Ensuring Medication Reconciliation

 

November / December 2007

Ensuring Medication Reconciliation

Although the required steps seem basic, the logistics behind when, where, how, and by whom this is done can be difficult

Prescription drugs are a vital component of healthcare in preventing and treating illnesses. As the population has aged and chronic conditions have become more manageable, the use of prescription drugs has risen dramatically — adding to the complexity of medication management. From 1994 to 2004, the number of retail prescriptions per capita increased from 7.9 to 12.0 nationally (Henry J. Kaiser Family Foundation, 2005).

Many factors contribute to the difficulty of medication management. These factors include: lack of patient knowledge regarding medication details, multiple care providers including primary care and specialists, multiple sources obtaining different medication lists for the same patient, new Joint Commission requirements, and more. For all these reasons, hospitals are in a difficult position to determine the best method to manage patient medications and therefore, improve patient safety. There is an urgent need to create a consistent, streamlined process that will improve the safety of medication reconciliation during a patient’s hospital stay.

Medication reconciliation involves three steps:

 

  • Verification: Collection of a complete and accurate list of the patient’s medication history and other medication information.
  • Clarification: Ensuring medication and dosages are appropriate for the patient.
  • Reconciliation: Resolving discrepancies and documenting changes and new orders (Manno & Hayes, 2006).

 

Although the required steps seem basic, the logistics behind when, where, how, and by whom this is done can be difficult.

Leading Change
Forrest General Hospital is a 512-bed, level II regional trauma center hospital system located in Hattiesburg, Mississippi. Since quality and safety are high priorities for the organization, the hospital’s leadership team decided to proactively address the issue of medication management. Working with a team of experts, they launched a focused initiative to assess the current state of the medication reconciliation process over a 6-week time frame.

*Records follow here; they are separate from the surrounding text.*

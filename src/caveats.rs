//! Post-install guidance shown to the user.

use crate::formula::{Formula, VariantLabel};

/// Render the caveats for an installed formula.
///
/// The text explains how to run the per-user daemon, how to register it for
/// automatic start-up, and that it needs a restart after upgrades. Pre-release
/// variants get an extra warning.
pub fn render(formula: &Formula, label: VariantLabel) -> String {
    let product = formula.display_name();
    let bin = formula.binary_name();

    let mut text = format!(
        "\
{product} has a daemon component that runs on a per-user basis. You'll need
to invoke the following manually and/or add it to your shell
initialization script:

  {bin} daemon start

This command is idempotent and can be run any number of times.

Experimental support for automatically starting the daemon on macOS via
launchd is also available. To register {product} as a per-user daemon with
launchd, use:

  {bin} daemon register

This registration can be removed with:

  {bin} daemon unregister

In order to take advantage of automatic start-up, either log out and log
back in or run:

  {bin} daemon start

This support is experimental, so please provide feedback if you run into
any issues.

Please note that the {product} daemon should be manually restarted after an
update using:

  {bin} daemon stop
  {bin} daemon start
"
    );

    if label.is_unstable() {
        let builds = match &formula.prerelease_channel {
            Some(channel) => format!("{channel} releases"),
            None => "pre-release builds".to_string(),
        };
        text.push_str(&format!(
            "\nWARNING: {product} {builds} are unstable and entirely unsupported.\n"
        ));
    }

    text
}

Identifying Opportunities and Setting Project Goals
A comprehensive assessment identified key opportunities at the admission, transfer, and discharge points of care. The overall goal was to implement solutions aimed at improving Forrest General’s current performance for medication reconciliation. This included the following specific objectives:

 

  • Decrease the number of unreconciled medications.
  • Increase use of the “physician’s order to resume home medications” form.
  • Increase use of the “transfer reconciliation order” form.
  • Increase use of the “medication reconciliation discharge” form.
  • Decrease medication transcription errors at discharge.

 

Team Structure and Improvement Methodologies
Three cross-functional project teams were created to focus on admission, transfer, and discharge. Team members included pharmacists, physicians, nurses, and respiratory therapists. Many other departments were represented including the emergency department, education, information technology, and quality management. An executive steering committee was created to lead the project, support the goals and objectives, and remove any barriers.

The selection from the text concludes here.